| EXERCISE GOAL |
Please output exactly the part of the records below that opens with the line containing "for a compilation." and closes with the line containing "in a compilation.", both lines included, and nothing else.

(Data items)

[Start of Attachment]

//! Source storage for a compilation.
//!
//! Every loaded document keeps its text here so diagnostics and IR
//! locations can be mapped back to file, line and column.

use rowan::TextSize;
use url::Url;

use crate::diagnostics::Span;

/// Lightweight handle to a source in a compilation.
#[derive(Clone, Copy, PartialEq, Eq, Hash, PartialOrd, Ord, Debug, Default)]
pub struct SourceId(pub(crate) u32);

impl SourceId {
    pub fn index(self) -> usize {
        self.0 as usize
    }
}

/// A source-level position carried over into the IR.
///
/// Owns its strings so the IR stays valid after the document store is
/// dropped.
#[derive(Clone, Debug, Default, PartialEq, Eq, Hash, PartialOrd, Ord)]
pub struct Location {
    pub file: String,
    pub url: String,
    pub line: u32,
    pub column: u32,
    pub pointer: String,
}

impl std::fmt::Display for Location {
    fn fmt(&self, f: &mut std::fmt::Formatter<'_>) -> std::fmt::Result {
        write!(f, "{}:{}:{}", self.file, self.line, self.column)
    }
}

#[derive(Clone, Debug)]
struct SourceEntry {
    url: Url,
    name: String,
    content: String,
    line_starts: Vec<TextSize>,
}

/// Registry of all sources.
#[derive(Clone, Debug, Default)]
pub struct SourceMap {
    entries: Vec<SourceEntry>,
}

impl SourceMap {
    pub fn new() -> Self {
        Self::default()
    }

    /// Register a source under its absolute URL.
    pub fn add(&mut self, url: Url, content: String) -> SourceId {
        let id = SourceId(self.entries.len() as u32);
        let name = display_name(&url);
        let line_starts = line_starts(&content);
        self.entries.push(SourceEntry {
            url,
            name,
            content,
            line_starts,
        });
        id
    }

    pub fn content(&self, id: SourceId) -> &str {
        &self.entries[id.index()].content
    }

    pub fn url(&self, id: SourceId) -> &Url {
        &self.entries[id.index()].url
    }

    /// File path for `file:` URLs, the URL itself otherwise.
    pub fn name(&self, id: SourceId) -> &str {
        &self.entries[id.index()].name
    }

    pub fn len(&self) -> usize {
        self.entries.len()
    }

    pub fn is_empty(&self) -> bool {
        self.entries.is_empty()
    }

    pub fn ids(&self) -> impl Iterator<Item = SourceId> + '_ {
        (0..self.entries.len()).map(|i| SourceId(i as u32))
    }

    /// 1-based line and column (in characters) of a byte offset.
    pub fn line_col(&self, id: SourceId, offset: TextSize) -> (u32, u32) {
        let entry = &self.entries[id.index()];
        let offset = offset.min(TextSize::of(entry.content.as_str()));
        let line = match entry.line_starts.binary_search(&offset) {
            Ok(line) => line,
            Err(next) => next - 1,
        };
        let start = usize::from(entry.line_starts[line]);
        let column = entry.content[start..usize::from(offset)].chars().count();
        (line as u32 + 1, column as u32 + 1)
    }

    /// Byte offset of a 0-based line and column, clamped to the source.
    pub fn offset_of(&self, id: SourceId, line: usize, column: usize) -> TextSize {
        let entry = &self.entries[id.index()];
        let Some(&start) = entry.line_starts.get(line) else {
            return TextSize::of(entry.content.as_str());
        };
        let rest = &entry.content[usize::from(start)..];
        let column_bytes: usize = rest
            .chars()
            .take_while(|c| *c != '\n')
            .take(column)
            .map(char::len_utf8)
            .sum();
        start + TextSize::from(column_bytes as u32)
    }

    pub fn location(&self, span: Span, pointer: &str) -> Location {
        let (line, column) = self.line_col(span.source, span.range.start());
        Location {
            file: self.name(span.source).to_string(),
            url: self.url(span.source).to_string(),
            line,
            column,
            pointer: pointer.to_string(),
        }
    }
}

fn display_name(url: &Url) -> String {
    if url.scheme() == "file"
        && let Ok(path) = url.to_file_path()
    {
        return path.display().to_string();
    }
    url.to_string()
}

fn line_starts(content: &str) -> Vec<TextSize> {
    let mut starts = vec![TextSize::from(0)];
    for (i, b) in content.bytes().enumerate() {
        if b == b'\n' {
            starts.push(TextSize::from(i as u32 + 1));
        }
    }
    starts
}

[End of Attachment]
[Start of Attachment]

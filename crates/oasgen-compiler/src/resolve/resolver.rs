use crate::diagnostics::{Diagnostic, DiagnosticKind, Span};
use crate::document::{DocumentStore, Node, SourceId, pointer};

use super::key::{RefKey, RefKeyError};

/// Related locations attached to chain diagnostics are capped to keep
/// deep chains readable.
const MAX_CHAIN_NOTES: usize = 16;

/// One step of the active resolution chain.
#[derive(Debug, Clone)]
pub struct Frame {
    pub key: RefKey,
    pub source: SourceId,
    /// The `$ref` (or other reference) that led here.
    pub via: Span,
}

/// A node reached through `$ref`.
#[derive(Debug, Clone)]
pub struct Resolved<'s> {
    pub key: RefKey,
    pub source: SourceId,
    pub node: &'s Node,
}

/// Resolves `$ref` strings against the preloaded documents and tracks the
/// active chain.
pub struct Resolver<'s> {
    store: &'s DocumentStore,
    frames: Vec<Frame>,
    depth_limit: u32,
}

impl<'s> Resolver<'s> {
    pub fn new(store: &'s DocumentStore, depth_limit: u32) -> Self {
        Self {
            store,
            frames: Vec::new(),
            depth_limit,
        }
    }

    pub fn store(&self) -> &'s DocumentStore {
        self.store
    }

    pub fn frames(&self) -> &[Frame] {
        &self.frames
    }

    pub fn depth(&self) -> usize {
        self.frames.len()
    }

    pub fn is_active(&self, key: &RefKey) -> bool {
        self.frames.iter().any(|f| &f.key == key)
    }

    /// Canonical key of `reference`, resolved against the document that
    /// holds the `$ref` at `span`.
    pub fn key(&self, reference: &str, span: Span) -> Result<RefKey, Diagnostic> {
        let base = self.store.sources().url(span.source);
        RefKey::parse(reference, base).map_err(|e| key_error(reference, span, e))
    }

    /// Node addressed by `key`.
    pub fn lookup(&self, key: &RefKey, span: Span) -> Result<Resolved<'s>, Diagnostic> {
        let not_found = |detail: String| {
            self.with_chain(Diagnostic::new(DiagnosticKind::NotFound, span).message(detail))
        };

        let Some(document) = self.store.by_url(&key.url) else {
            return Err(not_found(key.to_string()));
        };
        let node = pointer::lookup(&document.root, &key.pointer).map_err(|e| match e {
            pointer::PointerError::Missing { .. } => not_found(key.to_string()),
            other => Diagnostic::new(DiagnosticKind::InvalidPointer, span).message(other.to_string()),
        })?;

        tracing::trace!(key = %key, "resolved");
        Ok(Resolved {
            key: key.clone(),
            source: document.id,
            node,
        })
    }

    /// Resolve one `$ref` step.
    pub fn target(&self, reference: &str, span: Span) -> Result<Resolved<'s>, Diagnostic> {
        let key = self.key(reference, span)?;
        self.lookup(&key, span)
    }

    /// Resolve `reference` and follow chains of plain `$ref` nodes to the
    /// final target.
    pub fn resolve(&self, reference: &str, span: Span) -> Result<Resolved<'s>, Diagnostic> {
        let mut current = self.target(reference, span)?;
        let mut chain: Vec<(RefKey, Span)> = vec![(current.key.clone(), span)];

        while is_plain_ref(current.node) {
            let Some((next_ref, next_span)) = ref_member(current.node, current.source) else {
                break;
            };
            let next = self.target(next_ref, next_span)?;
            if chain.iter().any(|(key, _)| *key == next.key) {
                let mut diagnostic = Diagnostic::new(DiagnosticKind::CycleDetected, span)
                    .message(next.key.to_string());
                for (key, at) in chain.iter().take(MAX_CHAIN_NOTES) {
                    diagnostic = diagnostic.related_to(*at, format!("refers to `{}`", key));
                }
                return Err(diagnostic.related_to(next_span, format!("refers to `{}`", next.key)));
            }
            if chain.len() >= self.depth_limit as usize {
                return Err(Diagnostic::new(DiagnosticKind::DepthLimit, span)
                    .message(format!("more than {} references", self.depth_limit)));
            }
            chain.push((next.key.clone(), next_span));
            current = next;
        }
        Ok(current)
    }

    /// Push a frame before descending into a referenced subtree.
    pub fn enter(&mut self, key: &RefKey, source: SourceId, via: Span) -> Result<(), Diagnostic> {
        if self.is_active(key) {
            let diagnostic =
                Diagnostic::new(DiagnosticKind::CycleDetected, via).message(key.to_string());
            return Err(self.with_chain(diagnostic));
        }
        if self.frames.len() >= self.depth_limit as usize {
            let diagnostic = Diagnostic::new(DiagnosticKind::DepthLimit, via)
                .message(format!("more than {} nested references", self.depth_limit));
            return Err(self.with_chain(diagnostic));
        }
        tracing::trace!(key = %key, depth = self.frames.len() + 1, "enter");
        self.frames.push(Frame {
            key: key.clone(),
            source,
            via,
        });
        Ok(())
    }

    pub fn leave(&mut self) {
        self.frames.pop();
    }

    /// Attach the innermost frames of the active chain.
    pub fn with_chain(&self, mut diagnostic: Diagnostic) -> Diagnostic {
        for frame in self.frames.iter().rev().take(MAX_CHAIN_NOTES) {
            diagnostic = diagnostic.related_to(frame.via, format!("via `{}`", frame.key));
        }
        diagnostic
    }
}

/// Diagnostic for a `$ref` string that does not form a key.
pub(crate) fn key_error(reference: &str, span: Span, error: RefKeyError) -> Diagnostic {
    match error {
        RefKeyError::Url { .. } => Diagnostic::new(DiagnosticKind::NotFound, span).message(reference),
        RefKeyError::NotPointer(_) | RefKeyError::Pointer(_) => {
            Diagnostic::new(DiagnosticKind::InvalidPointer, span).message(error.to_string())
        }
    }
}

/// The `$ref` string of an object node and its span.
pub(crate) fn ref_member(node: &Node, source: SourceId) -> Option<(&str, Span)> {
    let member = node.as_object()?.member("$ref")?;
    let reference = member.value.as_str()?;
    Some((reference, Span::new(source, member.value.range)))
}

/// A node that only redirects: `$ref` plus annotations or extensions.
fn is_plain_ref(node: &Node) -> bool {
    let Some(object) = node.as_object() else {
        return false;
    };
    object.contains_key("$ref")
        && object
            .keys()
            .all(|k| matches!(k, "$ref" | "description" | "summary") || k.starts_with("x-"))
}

[End of Attachment]

| PROBLEM SOLUTION |
//! Source storage for a compilation.
//!
//! Every loaded document keeps its text here so diagnostics and IR
//! locations can be mapped back to file, line and column.

use rowan::TextSize;
use url::Url;

use crate::diagnostics::Span;

/// Lightweight handle to a source in a compilation.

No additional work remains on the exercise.